Target-date funds are grounded in economic theory and are aimed to serve individuals who are otherwise unable to seek better customized solutions. The funds are simple solution to invest with a hands-off approach. Target-date funds are particularly popular among retirement planners, since the funds provide an appropriate balance between two competing desires: investors wish to maximize their wealth at retirement but they also wish to reduce volatility for their absolute wealth accumulation.
Target-date funds are also appropriate vehicles for sophisticated investors and active managers who can better time the market. The funds are free to move from higher-risk assets toward more conservative ones as they approach investors’ respective retirement date.

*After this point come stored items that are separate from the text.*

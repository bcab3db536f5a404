//! Hashed-feature TF-IDF.
//!
//! Tokens are hashed with xxh3 into a fixed number of buckets, so no vocabulary
//! has to be collected. Colliding tokens share a bucket and their counts add up.
//! The IDF model is fitted over the whole collection before any document is
//! weighted:
//!
//! ```text
//! idf(b) = ln((N + 1) / (df(b) + 1))
//! ```
//!
//! where `N` is the number of documents and `df(b)` the number of documents
//! with a non-zero count in bucket `b`.

use std::collections::{BTreeMap, HashMap};
use std::fmt;

use serde::{Deserialize, Serialize};
use xxhash_rust::xxh3::xxh3_64;

use crate::engine::Dataset;
use crate::error::{Error, Result};
use crate::tokenize::tokenize;

/// 4096 buckets.
pub const DEFAULT_NUM_FEATURES: usize = 1 << 12;

/// Sparse vector with sorted, unique indices.
#[derive(Debug, Clone, PartialEq, Serialize, Deserialize)]
pub struct SparseVector {
    pub size: usize,
    pub indices: Vec<u32>,
    pub values: Vec<f64>,
}

impl SparseVector {
    fn from_map(size: usize, entries: BTreeMap<u32, f64>) -> Self {
        let (indices, values) = entries.into_iter().unzip();
        Self {
            size,
            indices,
            values,
        }
    }

    pub fn get(&self, index: u32) -> f64 {
        match self.indices.binary_search(&index) {
            Ok(pos) => self.values[pos],
            Err(_) => 0.0,
        }
    }

    /// Number of stored entries.
    pub fn nnz(&self) -> usize {
        self.indices.len()
    }

    pub fn iter(&self) -> impl Iterator<Item = (u32, f64)> + '_ {
        self.indices.iter().copied().zip(self.values.iter().copied())
    }
}

impl fmt::Display for SparseVector {
    fn fmt(&self, f: &mut fmt::Formatter<'_>) -> fmt::Result {
        let indices: Vec<String> = self.indices.iter().map(u32::to_string).collect();
        let values: Vec<String> = self.values.iter().map(|v| format!("{v:.4}")).collect();
        write!(
            f,
            "({},[{}],[{}])",
            self.size,
            indices.join(","),
            values.join(",")
        )
    }
}

/// Term-frequency hashing into a fixed number of buckets.
#[derive(Debug, Clone, Copy, PartialEq, Eq)]
pub struct HashingTf {
    num_features: usize,
}

impl HashingTf {
    pub fn new(num_features: usize) -> Result<Self> {
        if num_features == 0 || num_features > u32::MAX as usize {
            return Err(Error::InvalidConfig(format!(
                "num_features must be in 1..={}, got {num_features}",
                u32::MAX
            )));
        }
        Ok(Self { num_features })
    }

    pub fn num_features(&self) -> usize {
        self.num_features
    }

    /// Bucket for `term`. Stable across runs and platforms.
    pub fn index_of(&self, term: &str) -> u32 {
        (xxh3_64(term.as_bytes()) % self.num_features as u64) as u32
    }

    /// Raw term frequency per bucket.
    pub fn transform(&self, tokens: &[String]) -> SparseVector {
        let mut tf: BTreeMap<u32, f64> = BTreeMap::new();
        for token in tokens {
            *tf.entry(self.index_of(token)).or_insert(0.0) += 1.0;
        }
        SparseVector::from_map(self.num_features, tf)
    }
}

/// Inverse document frequency per bucket. Only buckets seen in some document
/// are stored; every other bucket has `df = 0`.
#[derive(Debug, Clone, PartialEq, Serialize, Deserialize)]
pub struct IdfModel {
    num_features: usize,
    num_docs: u64,
    doc_freq: HashMap<u32, u64>,
}

impl IdfModel {
    /// Fit over a full collection of term-frequency vectors of dimension
    /// `num_features`.
    pub fn fit(term_freqs: Dataset<SparseVector>, num_features: usize) -> Self {
        let num_docs = term_freqs.count() as u64;
        let doc_freq = term_freqs
            .flat_map(|tf| tf.indices)
            .filter(move |&index| (index as usize) < num_features)
            .map(|index| (index, 1_u64))
            .reduce_by_key(|a, b| a + b)
            .collect()
            .into_iter()
            .collect();
        Self {
            num_features,
            num_docs,
            doc_freq,
        }
    }

    pub fn num_features(&self) -> usize {
        self.num_features
    }

    pub fn num_docs(&self) -> u64 {
        self.num_docs
    }

    /// Buckets with a non-zero document frequency.
    pub fn num_seen(&self) -> usize {
        self.doc_freq.len()
    }

    pub fn doc_freq(&self, index: u32) -> u64 {
        self.doc_freq.get(&index).copied().unwrap_or(0)
    }

    /// `ln((N + 1) / (df + 1))`; `0.0` outside the dimension.
    pub fn idf(&self, index: u32) -> f64 {
        if index as usize >= self.num_features {
            return 0.0;
        }
        let n = self.num_docs as f64;
        ((n + 1.0) / (self.doc_freq(index) as f64 + 1.0)).ln()
    }

    /// Element-wise `tf * idf`. Buckets weighted to zero are kept so the
    /// sparsity pattern matches the input.
    pub fn transform(&self, tf: &SparseVector) -> SparseVector {
        SparseVector {
            size: tf.size,
            indices: tf.indices.clone(),
            values: tf.iter().map(|(i, v)| v * self.idf(i)).collect(),
        }
    }
}

/// One weighted document.
#[derive(Debug, Clone, PartialEq, Serialize, Deserialize)]
pub struct DocumentVector {
    pub id: u64,
    pub tokens: Vec<String>,
    pub features: SparseVector,
}

impl fmt::Display for DocumentVector {
    fn fmt(&self, f: &mut fmt::Formatter<'_>) -> fmt::Result {
        write!(
            f,
            "id={} words={:?} features={}",
            self.id, self.tokens, self.features
        )
    }
}

/// Two-pass TF-IDF over a document collection.
#[derive(Debug, Clone, Copy)]
pub struct TfIdf {
    hashing: HashingTf,
}

impl TfIdf {
    pub fn new(num_features: usize) -> Result<Self> {
        Ok(Self {
            hashing: HashingTf::new(num_features)?,
        })
    }

    pub fn hashing(&self) -> HashingTf {
        self.hashing
    }

    /// One vector per document, in input order. Document ids are the input
    /// positions starting at 0.
    ///
    /// # Example
    /// ```
    /// use text_lab::engine::LocalEngine;
    /// use text_lab::tfidf::TfIdf;
    /// let docs = LocalEngine::new(2).parallelize(vec!["a b".to_string(), "a c".to_string()]);
    /// let vectors = TfIdf::new(64).unwrap().fit_transform(docs);
    /// assert_eq!(vectors.len(), 2);
    /// assert_eq!(vectors[1].id, 1);
    /// ```
    pub fn fit_transform(&self, docs: Dataset<String>) -> Vec<DocumentVector> {
        let hashing = self.hashing;
        let featurized = docs.zip_with_index().map(move |(id, text)| {
            let tokens = tokenize(&text);
            let features = hashing.transform(&tokens);
            DocumentVector {
                id,
                tokens,
                features,
            }
        });
        let model = IdfModel::fit(
            featurized.clone().map(|doc| doc.features),
            hashing.num_features(),
        );
        let mut vectors = featurized
            .map(|mut doc| {
                doc.features = model.transform(&doc.features);
                doc
            })
            .collect();
        vectors.sort_by_key(|doc: &DocumentVector| doc.id);
        vectors
    }
}
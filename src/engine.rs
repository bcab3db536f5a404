//! In-process compute engine.
//!
//! [`Dataset`] is a partitioned collection whose stages run partition-parallel
//! on the rayon pool. It offers the operations the pipeline needs from a
//! distributed collection: `map`, `flat_map`, `filter`, `reduce_by_key`,
//! `take_ordered` and `collect`. Reductions combine each partition locally and
//! then merge the partial maps, so the reducer must be commutative and
//! associative. Results never depend on how records were partitioned.
//!
//! [`LocalEngine`] is the entry point that turns files into datasets.

use std::cmp::Ordering;
use std::collections::HashMap;
use std::fs;
use std::hash::Hash;
use std::path::{Path, PathBuf};

use log::debug;
use rayon::prelude::*;
use walkdir::WalkDir;

use crate::error::{Error, Result};

/// A partitioned in-memory collection.
#[derive(Debug, Clone)]
pub struct Dataset<T> {
    partitions: Vec<Vec<T>>,
}

impl<T: Send> Dataset<T> {
    /// Split `items` into at most `num_partitions` contiguous partitions.
    /// Input order is kept by `collect`.
    pub fn from_vec(items: Vec<T>, num_partitions: usize) -> Self {
        let n = num_partitions.max(1);
        let chunk = items.len().div_ceil(n).max(1);
        let mut partitions = Vec::with_capacity(n);
        let mut iter = items.into_iter();
        loop {
            let part: Vec<T> = iter.by_ref().take(chunk).collect();
            if part.is_empty() {
                break;
            }
            partitions.push(part);
        }
        Self { partitions }
    }

    pub fn num_partitions(&self) -> usize {
        self.partitions.len()
    }

    pub fn count(&self) -> usize {
        self.partitions.iter().map(Vec::len).sum()
    }

    pub fn map<U, F>(self, f: F) -> Dataset<U>
    where
        U: Send,
        F: Fn(T) -> U + Sync + Send,
    {
        let partitions = self
            .partitions
            .into_par_iter()
            .map(|part| part.into_iter().map(&f).collect::<Vec<U>>())
            .collect();
        Dataset { partitions }
    }

    pub fn flat_map<U, I, F>(self, f: F) -> Dataset<U>
    where
        U: Send,
        I: IntoIterator<Item = U>,
        F: Fn(T) -> I + Sync + Send,
    {
        let partitions = self
            .partitions
            .into_par_iter()
            .map(|part| part.into_iter().flat_map(&f).collect::<Vec<U>>())
            .collect();
        Dataset { partitions }
    }

    pub fn filter<F>(self, f: F) -> Dataset<T>
    where
        F: Fn(&T) -> bool + Sync + Send,
    {
        let partitions = self
            .partitions
            .into_par_iter()
            .map(|part| part.into_iter().filter(|item| f(item)).collect::<Vec<T>>())
            .collect();
        Dataset { partitions }
    }

    /// The first `n` elements under `cmp`.
    ///
    /// Each partition keeps its own best `n` before the global merge. The
    /// sort is stable, so `cmp` must be total for a deterministic result.
    pub fn take_ordered<F>(self, n: usize, cmp: F) -> Vec<T>
    where
        F: Fn(&T, &T) -> Ordering + Sync + Send,
    {
        let mut merged: Vec<T> = self
            .partitions
            .into_par_iter()
            .flat_map_iter(|mut part| {
                part.sort_by(&cmp);
                part.truncate(n);
                part
            })
            .collect();
        merged.sort_by(&cmp);
        merged.truncate(n);
        merged
    }

    /// Pair each element with its global position, counting across partitions
    /// in order.
    pub fn zip_with_index(self) -> Dataset<(u64, T)> {
        let mut offsets = Vec::with_capacity(self.partitions.len());
        let mut next = 0_u64;
        for part in &self.partitions {
            offsets.push(next);
            next += part.len() as u64;
        }
        let partitions = self
            .partitions
            .into_par_iter()
            .zip(offsets)
            .map(|(part, start)| {
                (start..)
                    .zip(part)
                    .collect::<Vec<(u64, T)>>()
            })
            .collect();
        Dataset { partitions }
    }

    /// Gather every element to the caller, in partition order.
    pub fn collect(self) -> Vec<T> {
        self.partitions.into_iter().flatten().collect()
    }
}

impl<K, V> Dataset<(K, V)>
where
    K: Eq + Hash + Send,
    V: Send,
{
    /// Combine all values sharing a key with `f`.
    pub fn reduce_by_key<F>(self, f: F) -> Dataset<(K, V)>
    where
        F: Fn(V, V) -> V + Sync + Send,
    {
        let n = self.partitions.len();
        let combined = self
            .partitions
            .into_par_iter()
            .map(|part| {
                let mut local = HashMap::with_capacity(part.len());
                for (key, value) in part {
                    merge_value(&mut local, key, value, &f);
                }
                local
            })
            .reduce(HashMap::new, |a, b| {
                let (mut big, small) = if a.len() >= b.len() { (a, b) } else { (b, a) };
                for (key, value) in small {
                    merge_value(&mut big, key, value, &f);
                }
                big
            });
        Dataset::from_vec(combined.into_iter().collect(), n)
    }

    pub fn map_values<U, F>(self, f: F) -> Dataset<(K, U)>
    where
        U: Send,
        F: Fn(V) -> U + Sync + Send,
    {
        self.map(|(key, value)| (key, f(value)))
    }
}

fn merge_value<K, V, F>(map: &mut HashMap<K, V>, key: K, value: V, f: &F)
where
    K: Eq + Hash,
    F: Fn(V, V) -> V,
{
    match map.remove(&key) {
        Some(existing) => map.insert(key, f(existing, value)),
        None => map.insert(key, value),
    };
}

/// Local stand-in for a cluster: reads inputs and hands out datasets with a
/// fixed partition count.
#[derive(Debug, Clone, Copy)]
pub struct LocalEngine {
    partitions: usize,
}

impl LocalEngine {
    pub fn new(partitions: usize) -> Self {
        Self {
            partitions: partitions.max(1),
        }
    }

    pub fn partitions(&self) -> usize {
        self.partitions
    }

    pub fn parallelize<T: Send>(&self, items: Vec<T>) -> Dataset<T> {
        Dataset::from_vec(items, self.partitions)
    }

    /// One record per line. A directory is read file by file, in name order.
    pub fn text_file(&self, path: &Path) -> Result<Dataset<String>> {
        let files = if path.is_dir() {
            collect_files(path)?
        } else {
            vec![path.to_path_buf()]
        };
        let mut lines = Vec::new();
        for file in &files {
            let content = read_text(file)?;
            lines.extend(content.lines().map(String::from));
        }
        debug!("read {} lines from {}", lines.len(), path.display());
        Ok(self.parallelize(lines))
    }

    /// One `(file name, content)` record per regular file directly inside `dir`.
    pub fn whole_text_files(&self, dir: &Path) -> Result<Dataset<(String, String)>> {
        let mut docs = Vec::new();
        for file in collect_files(dir)? {
            let name = file
                .file_name()
                .map(|n| n.to_string_lossy().into_owned())
                .unwrap_or_else(|| file.display().to_string());
            let content = read_text(&file)?;
            docs.push((name, content));
        }
        debug!("read {} files from {}", docs.len(), dir.display());
        Ok(self.parallelize(docs))
    }
}

/// Regular files directly inside `dir`, sorted by file name.
pub fn collect_files(dir: &Path) -> Result<Vec<PathBuf>> {
    if !dir.exists() {
        return Err(Error::MissingFolder(dir.to_path_buf()));
    }
    if !dir.is_dir() {
        return Err(Error::NotADirectory(dir.to_path_buf()));
    }
    let mut files = Vec::new();
    for entry in WalkDir::new(dir)
        .min_depth(1)
        .max_depth(1)
        .sort_by_file_name()
    {
        let entry = entry.map_err(|source| Error::Walk {
            path: dir.to_path_buf(),
            source,
        })?;
        if entry.file_type().is_file() {
            files.push(entry.into_path());
        }
    }
    Ok(files)
}

fn read_text(path: &Path) -> Result<String> {
    fs::read_to_string(path).map_err(|source| Error::Read {
        path: path.to_path_buf(),
        source,
    })
}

For example, a worker hoping to retire in 2020 would invest in a target-date 2020 fund, while a worker hoping to retire in 2040 would invest in a target-date 2040 fund. The 2040 fund has a longer time horizon, so it would more likely be weighted heavily toward equities.
During the financial crisis of 2008, one target-date 2010 fund lost more than 40% of its value; however, this category has enjoyed rapid growth in recent years. In 2013, a Morningstar report said that the equity allocations for 2015 target-date funds are between 8% and 58%.
A Useful Measurement: The Funded Ratio
Investors can add value to their portfolios by customizing asset mix accounting for the funded ratio. A funded ratio places the unfunded liabilities in the context of the assets of the retirement system. The ratio is expressed as a percentage of a system’s liabilities, and it measures the value of one’s investment portfolio against the present value of one’s projected future liabilities to calculate spending needs.
A funded ratio is calculated by dividing net assets by the actuarial accrued liabilities. A ratio of 1 means that a person has just enough assets to meet their liabilities, while overfunded and underfunded individuals have ratios above or below 1, respectively.
Mathematically, one can show that the optimal allocation to volatile assets like equity classes follow a U-shaped curve with a minimum equity allocation when the funded ratio is 1 and allocations becoming more aggressive as one moves further away from 1. However, there is no generally agreed-upon best practice when one is underfunded about whether to take risk or to lock-in what remains with secure assets. Historically, the funded ratio indicates the level of active participation by an investor, and a higher ratio can improve investment outcomes.
The bottom line is that no investment vehicle is perfect. In the case of target-date funds, it is essential to acknowledge that each of the funds comes with its own fee structure, risk profile, and asset mix. Investors should carefully check the holdings and fees, as some funds may have high fees. Beyond that, performing measurement or comparison against any index is virtually impossible.
Basu and Drew (2009) indicate that target-date funds are counterproductive to the goals of typical retirement savers. Most portfolio growth for individual investors will occur late in their careers when they can enjoy capital gains from larger portfolio balances, however, target-date funds may have already switched to a more conservatives asset allocation by then. That said, target-date funds might miss out on the biggest opportunity to enjoy outsized capital gains, since they reduce equity exposure probably at the wrong time.